How Does the Brain Work

The mind is a funny thing. I just read a very annoying book that my nephew gave me for Christmas called "The Plastic Brain". The writer claims that we have gained huge new insights into the workings of the mind through recent experiments where stimulus from the outside world is mapped to specific cell regions in the brain.

I found the book to be overwrought and tedious at the same time. With all the hyping of the "groundbreaking new research", in the end I found nothing that really enlightened me about how the mind works. Science has a long long way to go in this area.

In the meantime, I made an observation about my own mind the other day which I found surprising, and I'm going to share it with you. I play a lot of Tetris. Quite a lot actually. Well, I guess I'm obsessed with it.

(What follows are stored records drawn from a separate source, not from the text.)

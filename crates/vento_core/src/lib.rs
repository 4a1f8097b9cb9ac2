pub mod api;
pub mod config;
pub mod error;
pub mod fact;
pub mod operation;
pub mod record;
pub mod reshape;
pub mod resolve;
pub mod signal;
pub mod synthetic;
pub mod window;

pub use api::*;
pub use config::{PipelineConfig, SourceConfig};
pub use error::{VentoError, VentoResult};
pub use fact::*;
pub use operation::AggregationOp;
pub use record::*;
pub use reshape::*;
pub use resolve::*;
pub use signal::*;
pub use window::*;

We used to have an old Mac in the house with what I think of as original Arcade Tetris. The music was phenomenal. "DAAA...da da Dumm........Da-da-da-da DAH. (repeat). Duh-DAH...duh-DAH..duh-DAH, duh-DAH, da-da-DAH!..etc. Remember that one? Well, that was a long time ago and I don't have it any more. My online Tetris only beeps, which of course I mute while playing, because that would be really annoying. I have a special way I like to play. I start at Level Three, and I use only the shift keys...left or right, no rotations. I like to score about 10 lines before I allow myself to start using rotations. That's's just how I like to do it.

Anyhow, the other day I was thinking about it, and I realized: you know the L-pieces, there is a left and a right. And it occured to me that at this moment, if I had to tell you what color they were, I wouldn't be able to do it. Oh, I know they're blue and purple...what I don't know is which is which.  You'd think that would have sunk in to my brain by now considering all the hours I've spent at it.

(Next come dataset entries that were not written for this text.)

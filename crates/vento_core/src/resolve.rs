use std::collections::{BTreeMap, HashMap};

use chrono::NaiveDateTime;
use log::warn;
use serde::{Deserialize, Serialize};

use crate::{LongRow, Signal, SignalId, SignalKey};

/// Lookup from (field, operation) to dimension id.
#[derive(Clone, Debug, Default)]
pub struct SignalIndex {
    ids: HashMap<SignalKey, SignalId>,
}

impl SignalIndex {
    pub fn new(signals: &[Signal]) -> Self {
        Self {
            ids: signals
                .iter()
                .map(|signal| (signal.key(), signal.id))
                .collect(),
        }
    }

    pub fn len(&self) -> usize {
        self.ids.len()
    }

    pub fn is_empty(&self) -> bool {
        self.ids.is_empty()
    }

    pub fn lookup(&self, name: &str, operation: &str) -> Option<SignalId> {
        self.ids
            .get(&SignalKey {
                name: name.to_string(),
                operation: operation.to_string(),
            })
            .copied()
    }
}

#[derive(Clone, Debug, PartialEq, Serialize, Deserialize)]
pub struct ResolvedRow {
    pub timestamp: NaiveDateTime,
    pub signal_id: SignalId,
    pub value: Option<f64>,
}

/// A (field, operation) pair with no dimension row, and how many rows it cost.
#[derive(Clone, Debug, PartialEq, Eq, Serialize, Deserialize)]
pub struct UnresolvedSignal {
    pub name: String,
    pub operation: String,
    pub rows: usize,
}

#[derive(Clone, Debug, Default, PartialEq)]
pub struct Resolution {
    /// Sorted ascending by (timestamp, signal_id).
    pub rows: Vec<ResolvedRow>,
    pub unresolved: Vec<UnresolvedSignal>,
}

impl Resolution {
    pub fn dropped_rows(&self) -> usize {
        self.unresolved.iter().map(|pair| pair.rows).sum()
    }
}

/// Join long rows against the dimension.
///
/// Rows whose pair is not registered are dropped from `rows` and counted in
/// `unresolved`; this is not an error.
pub fn resolve(long_rows: Vec<LongRow>, index: &SignalIndex) -> Resolution {
    let mut rows = Vec::with_capacity(long_rows.len());
    let mut missing: BTreeMap<SignalKey, usize> = BTreeMap::new();
    for row in long_rows {
        let operation = row.operation.as_str();
        match index.lookup(&row.field, operation) {
            Some(signal_id) => rows.push(ResolvedRow {
                timestamp: row.timestamp,
                signal_id,
                value: row.value,
            }),
            None => {
                *missing
                    .entry(SignalKey {
                        name: row.field,
                        operation: operation.to_string(),
                    })
                    .or_default() += 1;
            }
        }
    }
    rows.sort_by(|a, b| {
        a.timestamp
            .cmp(&b.timestamp)
            .then(a.signal_id.cmp(&b.signal_id))
    });

    let unresolved: Vec<UnresolvedSignal> = missing
        .into_iter()
        .map(|(key, count)| {
            warn!(
                "resolve: no signal registered for ({}, {}); dropped {} rows",
                key.name, key.operation, count
            );
            UnresolvedSignal {
                name: key.name,
                operation: key.operation,
                rows: count,
            }
        })
        .collect();

    Resolution { rows, unresolved }
}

And then I thought some more. There are seven pieces. The square is red. The bar is orange. The "T" is yellow. (That color sticks in my mind more than any of the others.) But what about the zig-zags? I realized...I don't know! Not like the L's...where I knew the colors but I just couldn't say which was which. When I picture the zig-zags in my mind, I can't even remember what colors either of them are! Now that's really weird.

I believe in the theory of different types of intelligence. Obviously I'm at the high end of the scale in math intelligence, but I've never believed that made me better than other people. I've always been much too aware of so many others, much "dumber" than me on paper, yet who were much more capable at such tasks as negotiating with a used-car dealer, or picking up  girls at a bar. Either you've got it or you don't.

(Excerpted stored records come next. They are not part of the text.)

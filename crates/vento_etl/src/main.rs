use std::path::{Path, PathBuf};

use anyhow::{anyhow, Context, Result};
use chrono::NaiveDate;
use clap::{Parser, Subcommand};
use tracing_subscriber::{fmt, EnvFilter};

use vento_core::{BootstrapOutcome, SignalDimensionApi, SourceApi};
use vento_etl::EtlPipeline;
use vento_source::{FileSource, HttpSource};
use vento_store::{load_or_init_config, SignalStore, VentoConfig};

/// Aggregate one day of turbine records into the signal fact table.
#[derive(Parser)]
#[command(name = "vento-etl", version, about)]
struct Cli {
    /// Directory holding vento.json and the default sqlite database.
    #[arg(long, default_value = ".")]
    base_dir: PathBuf,

    /// Explicit config file; overrides the one under --base-dir.
    #[arg(short, long)]
    config: Option<PathBuf>,

    /// Logging verbosity level (trace, debug, info, warn, error).
    #[arg(long, default_value = "info")]
    log_level: String,

    #[command(subcommand)]
    command: Command,
}

#[derive(Subcommand)]
enum Command {
    /// Fetch, transform and load the records of one day (or a range of days).
    Run(RunArgs),
    /// Populate the signal dimension if it is empty.
    Bootstrap,
    /// Add configured (field, operation) pairs missing from the dimension.
    Reconcile,
    /// Delete a signal and all of its facts.
    DeleteSignal(DeleteSignalArgs),
}

#[derive(Parser)]
struct RunArgs {
    /// Calendar day to process (YYYY-MM-DD).
    #[arg(long)]
    date: NaiveDate,
    /// Last day of a multi-day run (inclusive); defaults to --date.
    #[arg(long)]
    to: Option<NaiveDate>,
    /// Read records from a JSON file instead of the HTTP source.
    #[arg(long)]
    input: Option<PathBuf>,
}

#[derive(Parser)]
struct DeleteSignalArgs {
    #[arg(long)]
    id: i32,
}

#[tokio::main]
async fn main() -> Result<()> {
    let cli = Cli::parse();

    let filter = EnvFilter::try_new(&cli.log_level)
        .with_context(|| format!("invalid log level: {}", cli.log_level))?;
    fmt().with_env_filter(filter).with_target(true).init();

    let (config, base_dir) = load_config(&cli)?;
    let store = SignalStore::connect(&config, &base_dir)
        .await
        .with_context(|| format!("connecting to {} store", config.backend_name()))?;

    let outcome = match cli.command {
        Command::Run(args) => run(args, &config, store.clone()).await,
        Command::Bootstrap => bootstrap(&config, &store).await,
        Command::Reconcile => reconcile(&config, &store).await,
        Command::DeleteSignal(args) => delete_signal(args, &store).await,
    };
    store.close().await.context("closing store")?;
    outcome
}

fn load_config(cli: &Cli) -> Result<(VentoConfig, PathBuf)> {
    match &cli.config {
        Some(path) => {
            let config = VentoConfig::load(path)
                .with_context(|| format!("loading config from {}", path.display()))?;
            let base = path
                .parent()
                .filter(|parent| !parent.as_os_str().is_empty())
                .unwrap_or_else(|| Path::new("."))
                .to_path_buf();
            Ok((config, base))
        }
        None => {
            let config = load_or_init_config(&cli.base_dir)
                .with_context(|| format!("loading config under {}", cli.base_dir.display()))?;
            Ok((config, cli.base_dir.clone()))
        }
    }
}

async fn run(args: RunArgs, config: &VentoConfig, store: SignalStore) -> Result<()> {
    let to = args.to.unwrap_or(args.date);
    match args.input {
        Some(path) => {
            let source = FileSource::new(path);
            run_with(source, config, store, args.date, to).await
        }
        None => {
            let source = HttpSource::new(&config.source, config.pipeline.fields.clone())?;
            run_with(source, config, store, args.date, to).await
        }
    }
}

async fn run_with<S: SourceApi>(
    source: S,
    config: &VentoConfig,
    store: SignalStore,
    from: NaiveDate,
    to: NaiveDate,
) -> Result<()> {
    let pipeline = EtlPipeline::new(source, store, config.pipeline.clone())?;
    let report = pipeline
        .run_range(from, to)
        .await
        .with_context(|| format!("pipeline run for {from}..={to}"))?;
    tracing::info!(
        records = report.records,
        buckets = report.buckets,
        facts = report.write.inserted,
        skipped = report.write.skipped_missing,
        dropped = report.dropped_rows(),
        "run complete for {}..={}",
        report.from,
        report.to,
    );
    for pair in &report.unresolved {
        println!(
            "unresolved signal ({}, {}): {} rows dropped",
            pair.name, pair.operation, pair.rows
        );
    }
    println!(
        "loaded {} facts for {}..={} ({} buckets)",
        report.write.inserted, report.from, report.to, report.buckets
    );
    Ok(())
}

async fn bootstrap(config: &VentoConfig, store: &SignalStore) -> Result<()> {
    let pipeline = &config.pipeline;
    match store
        .bootstrap_signals(&pipeline.fields, &pipeline.operations)
        .await?
    {
        BootstrapOutcome::Populated { inserted } => {
            println!("signal dimension populated with {inserted} signals");
        }
        BootstrapOutcome::Skipped { existing } => {
            println!("signal dimension already holds {existing} signals; nothing to do");
        }
    }
    Ok(())
}

async fn reconcile(config: &VentoConfig, store: &SignalStore) -> Result<()> {
    let pipeline = &config.pipeline;
    let outcome = store
        .reconcile_signals(&pipeline.fields, &pipeline.operations)
        .await?;
    for signal in &outcome.inserted {
        println!(
            "added signal {} ({}, {})",
            signal.id, signal.name, signal.operation
        );
    }
    println!(
        "{} signals added, {} already present",
        outcome.inserted.len(),
        outcome.existing
    );
    Ok(())
}

async fn delete_signal(args: DeleteSignalArgs, store: &SignalStore) -> Result<()> {
    if !store.delete_signal(args.id).await? {
        return Err(anyhow!("signal {} does not exist", args.id));
    }
    println!("deleted signal {} and its facts", args.id);
    Ok(())
}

But can't you develop those intelligences? I suppose you can to a degree. But what I see in the school system, where teachers drill students to despair in the mechanics of mathematical calculations...that is ridiculous. The "skill" those kids are developing has nothing to do with what my brain is doing when it solves a math problem. It's strictly behavioral conditioning designed to mimic the actual process of mathematical thinking. And even at that, it creates a very poor facsimile that the system justifies by administering tests which only measure the step-by-step mimicry of thinking, rather than trying to measure actual mathematical thinking.

So what about Tetris? I'm saying that there are all kinds of people out there who's "intelligence" in relating shapes and colors is far more advanced than mine. And I could sit down with booklets full of shapes and colors, and memorize them, and pass a test in them...but it still wouldn't make me smart in shapes and colors. Either you are or you aren't.

1 comment:

UFO said...

I read António Damásio books. He is a leading neuroscientist and excellent communicator.